Por Isa Barreto
'Quarteto Fantástico – Primeiros Passos' marca o retorno de uma das equipes mais icônicas dos quadrinhos ao cinema, mas desta vez com um cuidado que nunca antes havia sido visto nas adaptações anteriores.A Marvel entende que não basta mostrar poderes impressionantes: o público precisa sentir quem está por trás deles. E é justamente por esse caminho mais humano, mais emocional e menos frenético, que o filme encontra sua força.
Desde sua criação em 1961, o Quarteto sempre representou algo diferente dentro do universo da Marvel: uma família, um grupo que convive com as próprias falhas, que briga, que se reconcilia, que se transforma — por dentro e por fora. Eles não são os mais poderosos, nem os mais populares, mas são os que mais carregam o peso do que é ser humano diante do desconhecido. E esse espírito está muito presente nesta nova versão.
A direção de Matt Shakman, que já havia explorado com competência emoções profundas em 'WandaVision', aposta novamente no poder do silêncio, do olhar, das conversas difíceis. Ele não tem pressa de mostrar os heróis em ação. Prefere, primeiro, nos fazer sentir suas dores, seus medos, suas rupturas. Isso faz com que a construção da equipe seja gradual, com tempo para o público se conectar a cada personagem individualmente — uma abordagem que, infelizmente, nem sempre tem sido priorizada no Universo Cinematográfico da Marvel.
Pedro Pascal assume o papel de Reed Richards com a serenidade de quem sabe que inteligência não resolve tudo.
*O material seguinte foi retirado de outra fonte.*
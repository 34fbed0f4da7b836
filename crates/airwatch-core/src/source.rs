//! Readings sources.
//!
//! This module provides the [`ReadingsSource`] trait that abstracts over the
//! HTTP endpoint and in-memory sources used for testing, and the
//! [`HttpSource`] client for the `GET /api/lectura` endpoint.
//!
//! # Example
//!
//! ```no_run
//! use airwatch_core::{HttpSource, ReadingsSource};
//!
//! # async fn example() -> Result<(), Box<dyn std::error::Error>> {
//! let source = HttpSource::new("http://localhost:5000/api/lectura")?;
//! let readings = source.fetch().await?;
//! println!("Fetched {} readings", readings.len());
//! # Ok(())
//! # }
//! ```

use std::time::Duration;

use async_trait::async_trait;
use reqwest::Client;
use tracing::{debug, warn};

use airwatch_types::{ParseError, Reading, WireReading};

use crate::config::DEFAULT_REQUEST_TIMEOUT;
use crate::error::{Error, Result};

/// Anything that can be asked for the current list of readings.
///
/// Each call is an independent query; implementations keep no paging state.
#[async_trait]
pub trait ReadingsSource: Send + Sync {
    /// Fetch all readings the source currently serves.
    async fn fetch(&self) -> Result<Vec<Reading>>;

    /// Short description for logs.
    fn describe(&self) -> String;
}

/// HTTP client for a readings endpoint.
#[derive(Debug, Clone)]
pub struct HttpSource {
    client: Client,
    url: String,
}

impl HttpSource {
    /// Create a source with the default request timeout.
    ///
    /// # Arguments
    ///
    /// * `url` - Full URL of the readings endpoint (e.g., "http://localhost:5000/api/lectura")
    pub fn new(url: &str) -> Result<Self> {
        Self::with_timeout(url, DEFAULT_REQUEST_TIMEOUT)
    }

    /// Create a source with a custom request timeout.
    pub fn with_timeout(url: &str, timeout: Duration) -> Result<Self> {
        let client = Client::builder()
            .timeout(timeout)
            .build()
            .map_err(Error::Request)?;
        Self::with_client(url, client)
    }

    /// Create a source with a custom reqwest Client.
    pub fn with_client(url: &str, client: Client) -> Result<Self> {
        let url = validate_url(url)?;
        Ok(Self { client, url })
    }

    /// The endpoint URL.
    pub fn url(&self) -> &str {
        &self.url
    }
}

#[async_trait]
impl ReadingsSource for HttpSource {
    async fn fetch(&self) -> Result<Vec<Reading>> {
        let response = self
            .client
            .get(&self.url)
            .send()
            .await
            .map_err(|e| Error::NotReachable {
                url: self.url.clone(),
                source: e,
            })?;

        let status = response.status();
        if !status.is_success() {
            let message = response
                .json::<serde_json::Value>()
                .await
                .ok()
                .and_then(|v| v.get("error").and_then(|e| e.as_str()).map(String::from))
                .unwrap_or_else(|| status.to_string());

            return Err(Error::Api {
                status: status.as_u16(),
                message,
            });
        }

        let body: serde_json::Value = response.json().await.map_err(Error::Request)?;
        let batch = decode_readings(body)?;
        if batch.rejected > 0 {
            warn!(
                "Dropped {} malformed record(s) from {}",
                batch.rejected, self.url
            );
        }
        debug!("Fetched {} reading(s) from {}", batch.readings.len(), self.url);
        Ok(batch.readings)
    }

    fn describe(&self) -> String {
        self.url.clone()
    }
}

/// Readings decoded from one response body.
#[derive(Debug, Clone, Default, PartialEq)]
pub struct DecodedBatch {
    /// Records that parsed, in source order.
    pub readings: Vec<Reading>,
    /// Records that were dropped as malformed.
    pub rejected: usize,
}

/// Decode a response body into readings.
///
/// The body must be a JSON array. Each element that lacks a numeric `valor`
/// or a parseable `fecha` is dropped and counted; the rest are kept in order.
pub fn decode_readings(body: serde_json::Value) -> Result<DecodedBatch> {
    let serde_json::Value::Array(items) = body else {
        return Err(Error::InvalidResponse(format!(
            "expected a JSON array of readings, got {}",
            json_kind(&body)
        )));
    };

    let mut batch = DecodedBatch::default();
    for (index, item) in items.into_iter().enumerate() {
        match decode_record(item) {
            Ok(reading) => batch.readings.push(reading),
            Err(e) => {
                debug!("Skipping record {}: {}", index, e);
                batch.rejected += 1;
            }
        }
    }
    Ok(batch)
}

/// Decode one element of the response array.
fn decode_record(item: serde_json::Value) -> std::result::Result<Reading, ParseError> {
    let wire: WireReading =
        serde_json::from_value(item).map_err(|e| ParseError::InvalidRecord(e.to_string()))?;
    Reading::try_from(wire)
}

fn json_kind(value: &serde_json::Value) -> &'static str {
    match value {
        serde_json::Value::Null => "null",
        serde_json::Value::Bool(_) => "a boolean",
        serde_json::Value::Number(_) => "a number",
        serde_json::Value::String(_) => "a string",
        serde_json::Value::Array(_) => "an array",
        serde_json::Value::Object(_) => "an object",
    }
}

fn validate_url(url: &str) -> Result<String> {
    let url = url.trim().to_string();
    if !url.starts_with("http://") && !url.starts_with("https://") {
        return Err(Error::InvalidUrl(format!(
            "URL must start with http:// or https://, got: {}",
            url
        )));
    }
    Ok(url)
}

#[cfg(test)]
mod tests {
    use super::*;
    use serde_json::json;

    #[test]
    fn test_source_creation() {
        let source = HttpSource::new("http://localhost:5000/api/lectura").unwrap();
        assert_eq!(source.url(), "http://localhost:5000/api/lectura");
        assert_eq!(source.describe(), "http://localhost:5000/api/lectura");
    }

    #[test]
    fn test_source_invalid_url() {
        let result = HttpSource::new("localhost:5000/api/lectura");
        assert!(matches!(result, Err(Error::InvalidUrl(_))));
    }

    #[test]
    fn test_decode_valid_body() {
        let body = json!([
            {"valor": 410.5, "fecha": "2025-01-01T12:00:05"},
            {"valor": 300, "fecha": "2025-01-01T12:00:00.250000"}
        ]);
        let batch = decode_readings(body).unwrap();
        assert_eq!(batch.rejected, 0);
        assert_eq!(batch.readings.len(), 2);
        assert_eq!(batch.readings[0].value, 410.5);
        assert_eq!(batch.readings[1].value, 300.0);
    }

    #[test]
    fn test_decode_drops_malformed_records() {
        let body = json!([
            {"valor": 410.5, "fecha": "2025-01-01T12:00:05"},
            {"valor": "high", "fecha": "2025-01-01T12:00:04"},
            {"valor": 200, "fecha": "sometime"},
            {"fecha": "2025-01-01T12:00:03"},
            42,
            {"valor": 100, "fecha": "2025-01-01T12:00:02"}
        ]);
        let batch = decode_readings(body).unwrap();
        assert_eq!(batch.rejected, 4);
        let values: Vec<f64> = batch.readings.iter().map(|r| r.value).collect();
        assert_eq!(values, vec![410.5, 100.0]);
    }

    #[test]
    fn test_decode_record_errors() {
        let err = decode_record(json!({"valor": "high", "fecha": "2025-01-01T12:00:04"}))
            .unwrap_err();
        assert!(matches!(err, ParseError::InvalidRecord(_)));

        let err = decode_record(json!({"valor": 200, "fecha": "sometime"})).unwrap_err();
        assert!(matches!(err, ParseError::InvalidTimestamp { ref value, .. } if value == "sometime"));
    }

    #[test]
    fn test_decode_empty_array() {
        let batch = decode_readings(json!([])).unwrap();
        assert!(batch.readings.is_empty());
        assert_eq!(batch.rejected, 0);
    }

    #[test]
    fn test_decode_rejects_non_array() {
        let err = decode_readings(json!({"error": "boom"})).unwrap_err();
        assert!(matches!(err, Error::InvalidResponse(_)));
        assert!(err.to_string().contains("an object"));
    }
}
Seu Senhor Fantástico é um homem dividido, marcado por escolhas que afetam não apenas o mundo, mas as pessoas que ele ama. Vanessa Kirby, como Sue Storm, se torna o centro emocional do filme. Ela é o elo que tenta manter tudo em equilíbrio, mesmo quando tudo está prestes a desmoronar. E faz isso com uma atuação contida, mas poderosa, como se cada gesto carregasse um pedaço da história daquela família. Joseph Quinn, conhecido pelo carisma rebelde em 'Stranger Things', traz para Johnny Storm a chama certa entre provocação e vulnerabilidade. Ele é o mais impulsivo, o mais intenso, mas também o mais perdido. E Ebon Moss-Bachrach entrega uma versão do Coisa que comove sem precisar de exageros. Ben Grimm é força e solidão. É alguém que perdeu sua auto estima para continuar lutando.
Os efeitos especiais estão lá, sim — e funcionam muito bem diga-se de passagem. Mas é quando o filme nos leva para dentro da dor, da dúvida e da busca de identidade de cada um que ele realmente se destaca. Não é uma história sobre poderes, é sobre como lidar com as consequências deles. E essa é uma escolha narrativa que valoriza o legado original do grupo nos quadrinhos, ao mesmo tempo em que posiciona o filme de forma madura dentro do Universo Cinematográfico da Marvel.
Mas o ponto que realmente humaniza esta história — e que a distancia dos filmes anteriores — é a decisão central dos personagens: eles escolhem a família. Quando Galactus surge como uma ameaça cósmica e impõe uma escolha devastadora, Reed e Sue se negam a entregar seu filho, Franklin, mesmo que isso signifique colocar tudo em risco. É nesse momento que o filme mostra que, acima de tudo, esses heróis são pais, irmãos e amigos. E que o verdadeiro heroísmo, às vezes, está em dizer “não” à lógica, em proteger quem se ama, mesmo diante do incontrolável.
Há ainda presenças importantes para os fãs mais atentos. A introdução de Shalla-Bal, uma versão alternativa da Surfista Prateada vivida por Julia Garner, adiciona camadas cósmicas à trama sem roubar o protagonismo do quarteto. E a figura ameaçadora de Galactus, interpretada por Ralph Ineson, cumpre seu papel como o grande desequilíbrio da balança entre o íntimo e o épico.
'Quarteto Fantástico – Primeiros Passos' pode não ser o filme mais barulhento da Marvel, mas talvez seja um dos mais necessários. Ele resgata a essência de quem esses personagens são, muito além das capas e dos poderes. Com atuações sólidas, uma direção sensível e um roteiro que respeita a inteligência emocional do público, o filme prova que, às vezes, o mais fantástico está em ser real.